Cette baisse de la demande en crédit ETS en 2024 est concomitante avec une augmentation du volume disponible sur le marché (+6% attendu par rapport à 2023), avec en cause notamment l’addition du secteur du transport maritime dans le giron de l’EU ETS (avec Fit for 55) et l’impact de REPowerEU sur le volume disponible de crédits. REPowerEU est un plan lancé en 2022 avec pour objectif de réduire la dépendance de l'Europe aux combustibles fossiles russes et accélérer la transition vers les énergies renouvelables. Ce plan prévoit - entre autres - la mise sur le marché de crédits ETS initialement prévus pour la période 2027-2030 afin de financer la transition énergétique, augmentant à court terme le volume des quotas disponibles sur le marché en échange d’une réduction à partir de 2027. Le signal envoyé par cette diminution actuelle du prix du carbone peut cependant être mal interprété - et retarder les investissements nécessaires à la décarbonation de l’industrie. 

REPowerEU at a glance

La grande variabilité sur les projections, et l’incertitude post-2030 de l’impact des politiques européennes sur le prix du carbone, est un frein majeur pour les industriels chez lesquels les décisions d’investissement s’étalent sur des horizons de 15 à 20 ans minimum, et pour qui un certain niveau d’assurance sur la rentabilité d’un projet est attendue.
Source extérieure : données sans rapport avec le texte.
//! Session ticket issuance and PSK resumption behavior.

mod common;

use std::sync::Arc;

use ferrotls_core::config::Resumption;
use ferrotls_core::handshake::{ClientHandshake, ServerHandshake};
use ferrotls_core::protocol::ProtocolVersion;
use ferrotls_core::ticket::ClientTicket;

fn clone_ticket(ticket: &ClientTicket) -> ClientTicket {
    ClientTicket {
        ticket: ticket.ticket.clone(),
        psk: ticket.psk.clone(),
        suite: ticket.suite,
        age_add: ticket.age_add,
        lifetime: ticket.lifetime,
        received_at: ticket.received_at,
    }
}

#[test]
fn test_resumption_skips_certificate() {
    let server_config = Arc::new(common::server_config(common::ecdsa_identity()));

    let mut client = ClientHandshake::new(Arc::new(common::client_config()), None).unwrap();
    let mut server = ServerHandshake::new(Arc::clone(&server_config)).unwrap();
    let mut tickets = common::handshake(&mut client, &mut server);
    assert_eq!(tickets.len(), 1);
    assert_eq!(server_config.ticket_store.len(), 1);

    let ticket = tickets.pop().unwrap();
    let mut client = ClientHandshake::new(
        Arc::new(common::client_config()),
        Some(Resumption::Ticket(ticket)),
    )
    .unwrap();
    let mut server = ServerHandshake::new(Arc::clone(&server_config)).unwrap();
    common::handshake(&mut client, &mut server);

    assert!(server.is_using_psk());
    assert_eq!(client.version(), Some(ProtocolVersion::TLS1_3));
    // Redeeming consumed the old ticket; a fresh one replaced it
    assert_eq!(server_config.ticket_store.len(), 1);
}

#[test]
fn test_replayed_ticket_gets_full_handshake() {
    let server_config = Arc::new(common::server_config(common::ecdsa_identity()));

    let mut client = ClientHandshake::new(Arc::new(common::client_config()), None).unwrap();
    let mut server = ServerHandshake::new(Arc::clone(&server_config)).unwrap();
    let mut tickets = common::handshake(&mut client, &mut server);
    let ticket = tickets.pop().unwrap();
    let replay = clone_ticket(&ticket);

    let mut client = ClientHandshake::new(
        Arc::new(common::client_config()),
        Some(Resumption::Ticket(ticket)),
    )
    .unwrap();
    let mut server = ServerHandshake::new(Arc::clone(&server_config)).unwrap();
    common::handshake(&mut client, &mut server);
    assert!(server.is_using_psk());

    // Offering the same label again finds nothing in the store; the
    // handshake completes as a full one rather than failing.
    let mut client = ClientHandshake::new(
        Arc::new(common::client_config()),
        Some(Resumption::Ticket(replay)),
    )
    .unwrap();
    let mut server = ServerHandshake::new(Arc::clone(&server_config)).unwrap();
    common::handshake(&mut client, &mut server);
    assert!(!server.is_using_psk());
    assert!(client.is_connected());
}

#[test]
fn test_implausible_ticket_age_gets_full_handshake() {
    let server_config = Arc::new(common::server_config(common::ecdsa_identity()));

    let mut client = ClientHandshake::new(Arc::new(common::client_config()), None).unwrap();
    let mut server = ServerHandshake::new(Arc::clone(&server_config)).unwrap();
    let mut tickets = common::handshake(&mut client, &mut server);

    // Skew the obfuscation so the claimed age lands a minute off
    let mut ticket = tickets.pop().unwrap();
    ticket.age_add = ticket.age_add.wrapping_add(60_000);

    let mut client = ClientHandshake::new(
        Arc::new(common::client_config()),
        Some(Resumption::Ticket(ticket)),
    )
    .unwrap();
    let mut server = ServerHandshake::new(Arc::clone(&server_config)).unwrap();
    common::handshake(&mut client, &mut server);
    assert!(!server.is_using_psk());
    assert!(client.is_connected());
}

#[test]
fn test_server_can_issue_multiple_tickets() {
    let mut server_config = common::server_config(common::ecdsa_identity());
    server_config.tickets_to_send = 3;
    let server_config = Arc::new(server_config);

    let mut client = ClientHandshake::new(Arc::new(common::client_config()), None).unwrap();
    let mut server = ServerHandshake::new(Arc::clone(&server_config)).unwrap();
    let tickets = common::handshake(&mut client, &mut server);

    assert_eq!(tickets.len(), 3);
    assert_eq!(server_config.ticket_store.len(), 3);
    let labels: std::collections::HashSet<_> =
        tickets.iter().map(|t| t.ticket.clone()).collect();
    assert_eq!(labels.len(), 3);
}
Des solutions locales ont été déployées en Europe - à l’instar des Pays-Bas qui ont définis une taxe carbone qui s’applique par dessus le crédit ETS, avec pour objectif d’atteindre un niveau de 150€/tCO2 à partir de 2030 pour les petits pollueurs et 216€/tCO2 pour les plus gros. Cette taxe est déduite du prix de l’EU ETS et fixe ainsi une trajectoire pour les années à venir du prix du carbone dans le pays.

Bloomberg EU ETS Market Outlook 1H 2024

Mais malgré le manque d’orientations au niveau européen sur le moyen terme (2030-2040) sur le prix de l’EU-ETS, l’étude “Global Warming of 1.5 ºC” d’IPCC (Intergovernemental Panel on Climate Change) donne des pistes pour appréhender le sujet sur un autre angle : estimer le coût de la décarbonation plutôt que les évolutions possibles du prix du carbone.

IPCC - Global Warming of 1.5 ºC

IPCC définit le “cost-effectiveness analysis (CEA)” comme le chemin à moindre coût pour atteindre une limite de réchauffement - 1.5°C ou 2°C - à une date donnée. Ce coût implicite du carbone évolue ainsi dans le temps, les premières réductions de CO2 (énergies renouvelables, électrification de l’industrie) étant plus simples et moins coûteuses que les dernières (décarbonation des aciéries ou cimenteries par exemple). 

Dans un scénario à 1.5°C low OS (où les températures se stabilisent à 1.5°C d’ici la fin du siècle sans dépasser significativement ce seuil d’ici là) - IPCC prévoit que le coût de la décarbonation se situera autour de 225€/tCO2 en 2030 pour augmenter progressivement jusqu’à 650€/tCO2 en 2050. 

Cependant le coût de la décarbonation n’est pas à proprement parler le prix du carbone dans un système comme l’EU ETS - même s’ils sont liés. La question se pose donc de la mise en perspective de ce coût implicite du carbone dans le contexte de nos politiques climatiques. 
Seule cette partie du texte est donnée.